- **What to work on**
Every line that holds the word "attrs" needs to be copied from the data below.

- **Stored data**
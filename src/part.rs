//! Streams of one media part, and track selection across them.

use serde_json::Value;

use crate::attributes::attributes_from_json;
use crate::error::{Result, StreamError};
use crate::stream::Stream;
use crate::types::StreamType;

/// All streams belonging to one playable part of a media item
#[derive(Debug, Clone, Default)]
pub struct MediaPart {
    streams: Vec<Stream>,
}

impl MediaPart {
    pub fn new(streams: Vec<Stream>) -> Self {
        Self { streams }
    }

    /// Parse a part from JSON.
    ///
    /// Accepts either an array of stream objects or a part object holding
    /// them under `"Stream"`.
    pub fn from_json(json: &str) -> Result<Self> {
        let value: Value = serde_json::from_str(json)?;

        let list = match &value {
            Value::Array(list) => list,
            Value::Object(object) => match object.get("Stream") {
                Some(Value::Array(list)) => list,
                Some(_) => {
                    return Err(StreamError::InvalidMetadata(
                        "\"Stream\" is not an array".to_string(),
                    ))
                }
                None => return Ok(Self::default()),
            },
            _ => {
                return Err(StreamError::InvalidMetadata(
                    "expected a stream array or a part object".to_string(),
                ))
            }
        };

        let mut streams = Vec::with_capacity(list.len());
        for (pos, item) in list.iter().enumerate() {
            let attrs = attributes_from_json(item).ok_or_else(|| {
                StreamError::InvalidMetadata(format!("stream #{} is not an object", pos))
            })?;
            streams.push(Stream::from_attributes(&attrs));
        }

        tracing::debug!("parsed media part with {} streams", streams.len());
        Ok(Self { streams })
    }

    pub fn streams(&self) -> &[Stream] {
        &self.streams
    }

    pub fn streams_of_type(&self, stream_type: StreamType) -> impl Iterator<Item = &Stream> {
        self.streams
            .iter()
            .filter(move |s| s.stream_type() == stream_type)
    }

    pub fn stream_by_id(&self, id: i64) -> Option<&Stream> {
        self.streams.iter().find(|s| s.id == Some(id))
    }

    /// The first selected stream of a type.
    pub fn selected_stream(&self, stream_type: StreamType) -> Option<&Stream> {
        self.streams_of_type(stream_type).find(|s| s.is_selected())
    }

    /// The selected subtitle, or the "None" stream when subtitles are off.
    pub fn selected_subtitle(&self) -> Stream {
        self.selected_stream(StreamType::Subtitle)
            .cloned()
            .unwrap_or_else(Stream::none)
    }

    /// Subtitle options as offered to the user: "None" first.
    pub fn subtitle_choices(&self) -> Vec<Stream> {
        let mut choices = vec![Stream::none()];
        choices.extend(self.streams_of_type(StreamType::Subtitle).cloned());
        choices
    }

    /// Make `target` the active stream of its type.
    ///
    /// Every other stream of the same type is deselected. Selecting the
    /// "None" stream turns all subtitles off. Returns whether a stream in
    /// this part was selected.
    pub fn set_selected_stream(&mut self, target: &Stream) -> bool {
        let stream_type = target.stream_type();
        let mut found = false;

        for stream in self
            .streams
            .iter_mut()
            .filter(|s| s.stream_type() == stream_type)
        {
            let selected = *stream == *target;
            found |= selected;
            stream.set_selected(selected);
        }

        if !found && !target.is_none_stream() {
            tracing::warn!("stream {:?} ({}) is not part of this media part", target.id, target);
        }
        found
    }
}
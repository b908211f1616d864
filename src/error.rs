use thiserror::Error;

/// Main error type for stream metadata handling
#[derive(Error, Debug)]
pub enum StreamError {
    #[error("IO error: {0}")]
    Io(#[from] std::io::Error),

    #[error("JSON error: {0}")]
    Json(#[from] serde_json::Error),

    #[error("TOML parse error: {0}")]
    TomlDe(#[from] toml::de::Error),

    #[error("TOML serialize error: {0}")]
    TomlSer(#[from] toml::ser::Error),

    /// Embedded subtitles have no resource key to fetch from
    #[error("Subtitle stream is embedded and has no fetchable path: index={0:?}")]
    EmbeddedSubtitle(Option<i64>),

    #[error("Invalid stream metadata: {0}")]
    InvalidMetadata(String),

    #[error("Stream not found: {0}")]
    StreamNotFound(String),

    #[error("Configuration error: {0}")]
    Config(String),
}

/// Result type alias for convenience
pub type Result<T> = std::result::Result<T, StreamError>;
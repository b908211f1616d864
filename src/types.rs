use std::fmt;

/// Media stream type, as carried in the `streamType` metadata field
#[derive(Debug, Clone, Copy, PartialEq, Eq, Hash)]
pub enum StreamType {
    Unknown,
    Video,
    Audio,
    Subtitle,
    Lyrics,
    /// Any type number this crate has no name for
    Other(i64),
}

impl StreamType {
    pub fn from_i64(value: i64) -> Self {
        match value {
            0 => StreamType::Unknown,
            1 => StreamType::Video,
            2 => StreamType::Audio,
            3 => StreamType::Subtitle,
            4 => StreamType::Lyrics,
            n => StreamType::Other(n),
        }
    }

    pub fn as_i64(&self) -> i64 {
        match self {
            StreamType::Unknown => 0,
            StreamType::Video => 1,
            StreamType::Audio => 2,
            StreamType::Subtitle => 3,
            StreamType::Lyrics => 4,
            StreamType::Other(n) => *n,
        }
    }

    /// Parse a type name as used on the command line.
    pub fn from_name(name: &str) -> Option<Self> {
        match name.to_ascii_lowercase().as_str() {
            "unknown" => Some(StreamType::Unknown),
            "video" => Some(StreamType::Video),
            "audio" => Some(StreamType::Audio),
            "subtitle" | "subtitles" => Some(StreamType::Subtitle),
            "lyrics" => Some(StreamType::Lyrics),
            _ => None,
        }
    }
}

impl fmt::Display for StreamType {
    fn fmt(&self, f: &mut fmt::Formatter) -> fmt::Result {
        match self {
            StreamType::Unknown => write!(f, "Unknown"),
            StreamType::Video => write!(f, "Video"),
            StreamType::Audio => write!(f, "Audio"),
            StreamType::Subtitle => write!(f, "Subtitle"),
            StreamType::Lyrics => write!(f, "Lyrics"),
            StreamType::Other(n) => write!(f, "Type{}", n),
        }
    }
}

/// Whether a stream is backed by metadata or synthesized locally.
#[derive(Debug, Clone, Copy, PartialEq, Eq, Hash)]
pub enum StreamKind {
    Regular,
    /// The "no subtitles" entry offered next to real subtitle streams.
    SyntheticNone,
}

- **Task solution**
            let attrs = attributes_from_json(item).ok_or_else(|| {
            streams.push(Stream::from_attributes(&attrs));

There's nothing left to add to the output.